Cartable ou sac à main, blouson de motard ou escarpins ? Masculin mais féminin, animal mais raffiné, le cuir sait brouiller les pistes. Son odeur, source
d’inspiration des parfumeurs, est ambivalente. Dans son roman « Au bonheur des Dames », Emile Zola y trouve « de la bête en folie, tombée dans la boîte à poudre de riz d’une fille ». Alors que, pour Jean-Claude Ellena, parfumeur maison d’Hermès, « les plus beaux cuirs sentent les fl eurs ». Dénichée dans les réserves du prestigieux sellier, une délicate paire de gants fleurant la violette, l’iris et le narcisse lui a inspiré le dernier-né de la collection Hermessence : un Cuir d’Ange, léger comme l’aile d’un séraphin planant sur un nuage de musc…
Aristocratique
Entre la Renaissance et le XVIIIe siècle, le cuir est synonyme de raffinement. C’est Catherine de Médicis qui importe d’Italie la mode des gants parfumés. La ville de Grasse, centre de tannerie réputé, développe alors la culture des essences destinées à aromatiser ces cuirs de luxe, dits « verts » car ils sont tannés avec le myrte et le lentisque. Jusqu’en 1759, date où les deux métiers se séparent, les maîtres parfumeurs sont aussi gantiers. Le cuir est donc, en quelque sorte, à l’origine de l’industrie française de la parfumerie… Une tradition aristocratique remise au goût du jour notamment par Maison Fabre, gantier à Millau, qui assortit l’un de ses modèles d’un « exhausteur d’odeur » sous forme de talc contenant des microcapsules d’une composition cuirée. Mais aussi par Guerlain, qui propose dans sa boutique des Champs-Elysées des gants réalisés par la maison Agnelle embaumant La Petite Robe Noire ou Mitsouko. Dans le même esprit, Maison Francis Kurkdjian et By Kilian commercialisent des modèles de bracelets en cuir imprégnés de leurs créations.
Féministe
L’autre grande tradition du cuir en parfumerie vient de la cavalerie. Le cuir de Russie tient son odeur fumée du goudron de bouleau utilisé par les Cosaques pour imperméabiliser leurs bottes. Dès 1875, Guerlain en fait un parfum à porter, doté de nombreux héritiers puisqu’on recense plus d’une cinquantaine de cuirs de Russie lancés depuis la Belle Époque. Liée à l’équitation, la chasse, l’automobile et l’aviation, cette famille olfactive est exclusivement destinée aux messieurs… Jusqu’à ce que Gabrielle Chanel s’en empare en 1927 pour l’o ffrir aux garçonnes, tout comme son vestiaire d’inspiration masculine.

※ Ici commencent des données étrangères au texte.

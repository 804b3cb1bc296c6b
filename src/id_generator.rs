use std::fmt;

/// Stable identifier of an overlay element, unique within a scene
#[derive(Debug, Clone, Copy, PartialEq, Eq, Hash, PartialOrd, Ord)]
pub struct ElementId(u64);

impl ElementId {
    pub fn raw(self) -> u64 {
        self.0
    }
}

impl fmt::Display for ElementId {
    fn fmt(&self, f: &mut fmt::Formatter<'_>) -> fmt::Result {
        write!(f, "#{}", self.0)
    }
}

// Monotonic counter owned by the scene; ids are never reused.
#[derive(Debug, Clone)]
pub struct IdGenerator {
    next: u64,
}

impl Default for IdGenerator {
    fn default() -> Self {
        Self { next: 1 }
    }
}

impl IdGenerator {
    pub fn generate(&mut self) -> ElementId {
        let id = ElementId(self.next);
        self.next += 1;
        id
    }
}
use std::sync::Arc;

use egui::Vec2;
use image::RgbaImage;
use log::info;
use tiny_skia::{ColorU8, Pixmap};

use crate::error::{FryError, Result};

/// Decoded, read-only bitmap shared between the scene and the glyph cache.
#[derive(Clone)]
pub struct Bitmap {
    pixmap: Arc<Pixmap>,
}

impl std::fmt::Debug for Bitmap {
    fn fmt(&self, f: &mut std::fmt::Formatter<'_>) -> std::fmt::Result {
        f.debug_struct("Bitmap")
            .field("width", &self.width())
            .field("height", &self.height())
            .finish()
    }
}

impl Bitmap {
    /// Decode PNG/JPEG/... bytes into a bitmap
    pub fn decode(bytes: &[u8]) -> Result<Self> {
        let decoded = image::load_from_memory(bytes)?;
        info!("🖼️ Decoded bitmap {}x{}", decoded.width(), decoded.height());
        Self::from_rgba(&decoded.to_rgba8())
    }

    /// Build a bitmap from straight (non-premultiplied) RGBA pixels
    pub fn from_rgba(rgba: &RgbaImage) -> Result<Self> {
        let (width, height) = rgba.dimensions();
        let mut pixmap =
            Pixmap::new(width, height).ok_or(FryError::InvalidFrame { width, height })?;

        for (dst, src) in pixmap.pixels_mut().iter_mut().zip(rgba.pixels()) {
            let [r, g, b, a] = src.0;
            *dst = ColorU8::from_rgba(r, g, b, a).premultiply();
        }

        Ok(Self {
            pixmap: Arc::new(pixmap),
        })
    }

    pub fn width(&self) -> u32 {
        self.pixmap.width()
    }

    pub fn height(&self) -> u32 {
        self.pixmap.height()
    }

    pub fn size(&self) -> Vec2 {
        Vec2::new(self.width() as f32, self.height() as f32)
    }

    /// Height divided by width
    pub fn aspect(&self) -> f32 {
        self.height() as f32 / self.width() as f32
    }

    pub fn pixmap(&self) -> &Pixmap {
        &self.pixmap
    }
}

#[cfg(test)]
pub(crate) fn solid_bitmap(width: u32, height: u32, rgba: [u8; 4]) -> Bitmap {
    let image = RgbaImage::from_pixel(width, height, image::Rgba(rgba));
    Bitmap::from_rgba(&image).unwrap()
}
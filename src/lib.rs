#![warn(clippy::all, rust_2018_idioms)]

pub mod app;
pub mod canvas;
pub mod codec;
pub mod command;
pub mod config;
pub mod editor;
pub mod element;
pub mod error;
pub mod file_handler;
pub mod fry;
pub mod geometry;
pub mod id_generator;
pub mod input;
pub mod interaction;
pub mod panels;
pub mod renderer;
pub mod scene;
pub mod text;
pub mod util;

pub use app::{FryApp, FrySettings};
pub use canvas::Canvas;
pub use command::Command;
pub use config::FryConfig;
pub use editor::Editor;
pub use element::{Bitmap, Element, ElementKind};
pub use error::{FryError, Result};
pub use file_handler::{DropMode, FileHandler};
pub use fry::{FryPass, FryScheduler, PassStatus};
pub use id_generator::ElementId;
pub use input::{InputEvent, InputHandler, PointerInput};
pub use interaction::{CursorHint, Interaction, InteractionState};
pub use renderer::Renderer;
pub use scene::Scene;
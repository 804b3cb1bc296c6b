use egui::Pos2;

mod common;
pub(crate) mod image;

pub use common::*;
pub use self::image::Bitmap;

use crate::id_generator::ElementId;

/// Full-width horizontal caption strip
#[derive(Debug, Clone, PartialEq)]
pub struct Band {
    pub text: String,
    /// Placement ratio within the vertical track `H - band_height`
    pub y: f32,
}

/// Free-floating text centered on a normalized position
#[derive(Debug, Clone, PartialEq)]
pub struct FreeText {
    pub text: String,
    pub pos: Pos2,
    pub scale: f32,
}

/// Bitmap overlay centered on a normalized position
#[derive(Debug, Clone)]
pub struct Sticker {
    pub bitmap: Bitmap,
    pub pos: Pos2,
    /// Drawn width as a fraction of the frame width
    pub scale: f32,
}

#[derive(Debug, Clone)]
pub enum ElementKind {
    Band(Band),
    FreeText(FreeText),
    Sticker(Sticker),
}

/// An overlay element of the scene.
///
/// `fry_score` decides when the element is inserted into the degradation
/// loop: 1.0 goes in first and is degraded the most, 0.0 goes in last and
/// stays clean.
#[derive(Debug, Clone)]
pub struct Element {
    id: ElementId,
    pub fry_score: f64,
    pub kind: ElementKind,
}

impl Element {
    pub(crate) fn new(id: ElementId, kind: ElementKind) -> Self {
        Self {
            id,
            fry_score: DEFAULT_FRY_SCORE,
            kind,
        }
    }

    pub fn id(&self) -> ElementId {
        self.id
    }

    pub fn element_type(&self) -> &'static str {
        match &self.kind {
            ElementKind::Band(_) => "band",
            ElementKind::FreeText(_) => "text",
            ElementKind::Sticker(_) => "sticker",
        }
    }

    pub fn text(&self) -> Option<&str> {
        match &self.kind {
            ElementKind::Band(band) => Some(&band.text),
            ElementKind::FreeText(text) => Some(&text.text),
            ElementKind::Sticker(_) => None,
        }
    }

    /// Normalized position; bands report a centered x
    pub fn position(&self) -> Pos2 {
        match &self.kind {
            ElementKind::Band(band) => Pos2::new(0.5, band.y),
            ElementKind::FreeText(text) => text.pos,
            ElementKind::Sticker(sticker) => sticker.pos,
        }
    }

    /// Clamps into the variant's bounds; bands only take `y`.
    pub fn set_position(&mut self, pos: Pos2) {
        match &mut self.kind {
            ElementKind::Band(band) => band.y = clamp_f32(pos.y, &BAND_Y_RANGE),
            ElementKind::FreeText(FreeText { pos: p, .. })
            | ElementKind::Sticker(Sticker { pos: p, .. }) => {
                *p = Pos2::new(
                    clamp_f32(pos.x, &LOOSE_X_RANGE),
                    clamp_f32(pos.y, &LOOSE_Y_RANGE),
                );
            }
        }
    }

    pub fn scale(&self) -> Option<f32> {
        match &self.kind {
            ElementKind::Band(_) => None,
            ElementKind::FreeText(text) => Some(text.scale),
            ElementKind::Sticker(sticker) => Some(sticker.scale),
        }
    }

    pub fn scale_range(&self) -> Option<std::ops::RangeInclusive<f32>> {
        match &self.kind {
            ElementKind::Band(_) => None,
            ElementKind::FreeText(_) => Some(FREE_TEXT_SCALE_RANGE),
            ElementKind::Sticker(_) => Some(STICKER_SCALE_RANGE),
        }
    }

    /// Returns false for bands, which have no scale
    pub fn set_scale(&mut self, value: f32) -> bool {
        match &mut self.kind {
            ElementKind::Band(_) => false,
            ElementKind::FreeText(text) => {
                text.scale = clamp_f32(value, &FREE_TEXT_SCALE_RANGE);
                true
            }
            ElementKind::Sticker(sticker) => {
                sticker.scale = clamp_f32(value, &STICKER_SCALE_RANGE);
                true
            }
        }
    }

    /// Returns false for stickers, which carry no text
    pub fn set_text(&mut self, value: &str) -> bool {
        match &mut self.kind {
            ElementKind::Band(band) => {
                band.text = value.to_owned();
                true
            }
            ElementKind::FreeText(text) => {
                text.text = value.to_owned();
                true
            }
            ElementKind::Sticker(_) => false,
        }
    }

    pub fn set_fry_score(&mut self, value: f64) {
        self.fry_score = clamp_f64(value, &FRY_SCORE_RANGE);
    }

    pub fn is_band(&self) -> bool {
        matches!(self.kind, ElementKind::Band(_))
    }
}

/// Factory functions for creating elements with their defaults
pub mod factory {
    use super::*;

    pub fn create_band(id: ElementId) -> Element {
        Element::new(
            id,
            ElementKind::Band(Band {
                text: String::new(),
                y: 0.5,
            }),
        )
    }

    pub fn create_free_text(id: ElementId) -> Element {
        Element::new(
            id,
            ElementKind::FreeText(FreeText {
                text: DEFAULT_FREE_TEXT.to_owned(),
                pos: Pos2::new(0.5, 0.5),
                scale: DEFAULT_FREE_TEXT_SCALE,
            }),
        )
    }

    pub fn create_sticker(id: ElementId, bitmap: Bitmap) -> Element {
        Element::new(
            id,
            ElementKind::Sticker(Sticker {
                bitmap,
                pos: Pos2::new(0.5, 0.5),
                scale: DEFAULT_STICKER_SCALE,
            }),
        )
    }
}
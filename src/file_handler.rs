use std::path::{Path, PathBuf};

use eframe::egui;
use serde::{Deserialize, Serialize};

use crate::command::Command;
use crate::editor::Editor;
use crate::element::Bitmap;
use crate::error::Result;

/// What a dropped or opened image becomes
#[derive(Debug, Clone, Copy, PartialEq, Eq, Default, Serialize, Deserialize)]
pub enum DropMode {
    /// Replace the base photo
    #[default]
    Photo,
    /// Add a sticker element
    Sticker,
}

impl DropMode {
    pub fn command(self, bitmap: Bitmap) -> Command {
        match self {
            DropMode::Photo => Command::LoadImage(bitmap),
            DropMode::Sticker => Command::AddSticker(bitmap),
        }
    }
}

/// Turns files dropped on the window or typed paths into commands
#[derive(Debug, Default)]
pub struct FileHandler {
    dropped_files: Vec<egui::DroppedFile>,
}

impl FileHandler {
    pub fn new() -> Self {
        Self::default()
    }

    /// Collect newly dropped files from the UI context.
    /// Returns true if there is anything to process.
    pub fn check_for_dropped_files(&mut self, ctx: &egui::Context) -> bool {
        ctx.input(|i| {
            if !i.raw.dropped_files.is_empty() {
                self.dropped_files = i.raw.dropped_files.clone();
            }
        });
        !self.dropped_files.is_empty()
    }

    /// Decode the queued files into commands for `mode`
    pub fn process_dropped_files(&mut self, mode: DropMode) -> Vec<Command> {
        let mut commands = Vec::new();
        for file in std::mem::take(&mut self.dropped_files) {
            let file_name = match &file.path {
                Some(path) => path.display().to_string(),
                None if !file.name.is_empty() => file.name.clone(),
                None => "unknown".to_owned(),
            };

            if !is_image_file(&file) {
                log::warn!("Dropped file is not a supported type: {file_name}");
                continue;
            }

            let decoded = if let Some(bytes) = &file.bytes {
                log::info!("Processing image from memory: {} ({} bytes)", file_name, bytes.len());
                Bitmap::decode(bytes)
            } else if let Some(path) = &file.path {
                load_bitmap(path)
            } else {
                log::warn!("Dropped file has no accessible data: {file_name}");
                continue;
            };

            match decoded {
                Ok(bitmap) => commands.push(mode.command(bitmap)),
                Err(err) => log::error!("Failed to load {file_name}: {err}"),
            }
        }
        commands
    }

    /// Dim the window while files hover over it
    pub fn preview_files_being_dropped(&self, ctx: &egui::Context, mode: DropMode) {
        use egui::{Align2, Color32, Id, LayerId, Order};

        if ctx.input(|i| i.raw.hovered_files.is_empty()) {
            return;
        }
        let text = match mode {
            DropMode::Photo => "Drop to replace the photo",
            DropMode::Sticker => "Drop to add a sticker",
        };
        let painter = ctx.layer_painter(LayerId::new(Order::Foreground, Id::new("file_drop_target")));
        let screen_rect = ctx.screen_rect();
        painter.rect_filled(screen_rect, 0.0, Color32::from_black_alpha(192));
        painter.text(
            screen_rect.center(),
            Align2::CENTER_CENTER,
            text,
            egui::FontId::proportional(22.0),
            Color32::WHITE,
        );
    }
}

/// Check if a file is an image based on MIME type or extension
fn is_image_file(file: &egui::DroppedFile) -> bool {
    if !file.mime.is_empty() {
        file.mime.starts_with("image/")
    } else if let Some(path) = &file.path {
        has_image_extension(path)
    } else {
        has_image_extension(Path::new(&file.name))
    }
}

fn has_image_extension(path: &Path) -> bool {
    path.extension()
        .map(|ext| ext.to_string_lossy().to_lowercase())
        .is_some_and(|ext| matches!(ext.as_str(), "png" | "jpg" | "jpeg" | "gif" | "webp" | "bmp"))
}

pub fn load_bitmap(path: &Path) -> Result<Bitmap> {
    log::info!("Processing image from path: {}", path.display());
    Bitmap::decode(&std::fs::read(path)?)
}

pub fn export_file_name(timestamp: u64) -> String {
    format!("fried_{timestamp}.jpg")
}

/// Write the current frame as `fried_<timestamp>.jpg` into `dir`
pub fn export_frame(editor: &Editor, dir: &Path, timestamp: u64) -> Result<PathBuf> {
    let bytes = editor.export_jpeg()?;
    let path = dir.join(export_file_name(timestamp));
    std::fs::write(&path, bytes)?;
    log::info!("💾 Exported {}", path.display());
    Ok(path)
}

Dompté et féminisé par une bouffée d’iris et un bouquet floral, le sillage fauve de son Cuir de Russie revendique explicitement un caractère androgyne. Une publicité Chanel de 1936 l’imagine porté par une grande brune « à la démarche décidée, à la voix habituée au commandement, lisant sans regrets de vieilles lettres d’amour, une cigarette opiacée aux lèvres, un flacon de whisky à portée de main ». Emblème olfactif de l’émancipation féminine, le cuir « couture » traînera longtemps un parfum sulfureux, comme en attestent Scandal de Lanvin (1933) ou Bandit de Robert Piguet (1944). Aujourd’hui encore, cette note pour affranchies conserve son aura provocante. D’abord, parce que son odeur âpre et sombre est loin d’être consensuelle. Ensuite, parce qu’elle permet de s’émanciper des jus girly, d’accentuer par contraste sa féminité comme on enfilerait un Perfecto… Peu courant hors du rayon masculin, le cuir est pourtant devenu l’un des accords emblématiques de la parfumerie de niche.
Et contemporain
Alien pour des éditions limitées en 2012, le procédé reste exceptionnel. Ce n’est pas en le distillant que les nez suscitent le cuir mais en combinant plusieurs notes dites « pyrogénées », qui vont du grillé au goudron. Le bouleau (fumé), le styrax (plus vanillé) et le cade (médicinal, confer les shampooings antipelliculaires) forment l’accord présent dans Cuir de Russie de Chanel, Black de Bulgari ou Shalimar de Guerlain. Bel Ami d’Hermès leur associe un autre ingrédient traditionnel, le castoréum. Issu du castor qui se nourrit de bouleau, celui-ci est de plus en plus souvent remplacé par des notes synthétiques pour des questions de législation européenne. Le tabac jouxtant le cuir sur la carte olfactive, Cuir Cannage de Christian Dior se sert du premier pour mieller le second. Le ciste labdanum, ambré et tabacé, se prête aussi à son évocation. Allié à l’arôme sirop d’érable de l’immortelle, il enrichit de tons mordorés Cuir Velours de Naomi Goodsir. Plus caramélisée, la note réglisse se décèle dans l’isobutyl quinoléine, molécule utilisée dans Bandit dès 1944. Boxeuses de Serge Lutens l’arrondit de prune et de cerise noire et Black de Comme des Garçons accentue sa facette brûlée avec des ingrédients combustibles : encens, poivre et clou de girofl e. Plus contemporaine et plus féminine, la note daim se traduit par des matériaux synthétiques comme le Suederal, que Cuir Beluga de Guerlain attendrit de vanille et d’héliotrope, ou naturels comme le safran qui prête sa senteur de chaussures neuves au Tuscan Leather de Tom Ford. La fleur blanche d’un arbuste chinois, l’osmanthus, allie le velouté du daim à celui de l’abricot, e et qu’on flaire dans le moelleux Bottega Veneta. Enfin, l’iris cache un fond cuiré sous son voile de poudre. Dans Cuir Ottoman de Parfum d’Empire, il se fait sec et souverain comme un coup de cravache. Tandis que Traversée du Bosphore de L’Artisan Parfumeur, loukoum à la rose sucré de musc niché dans une main gantée, révèle ses penchants gourmands. Car le cuir, cette peau de bête transformée en peau d’ange, sait troubler tous nos sens…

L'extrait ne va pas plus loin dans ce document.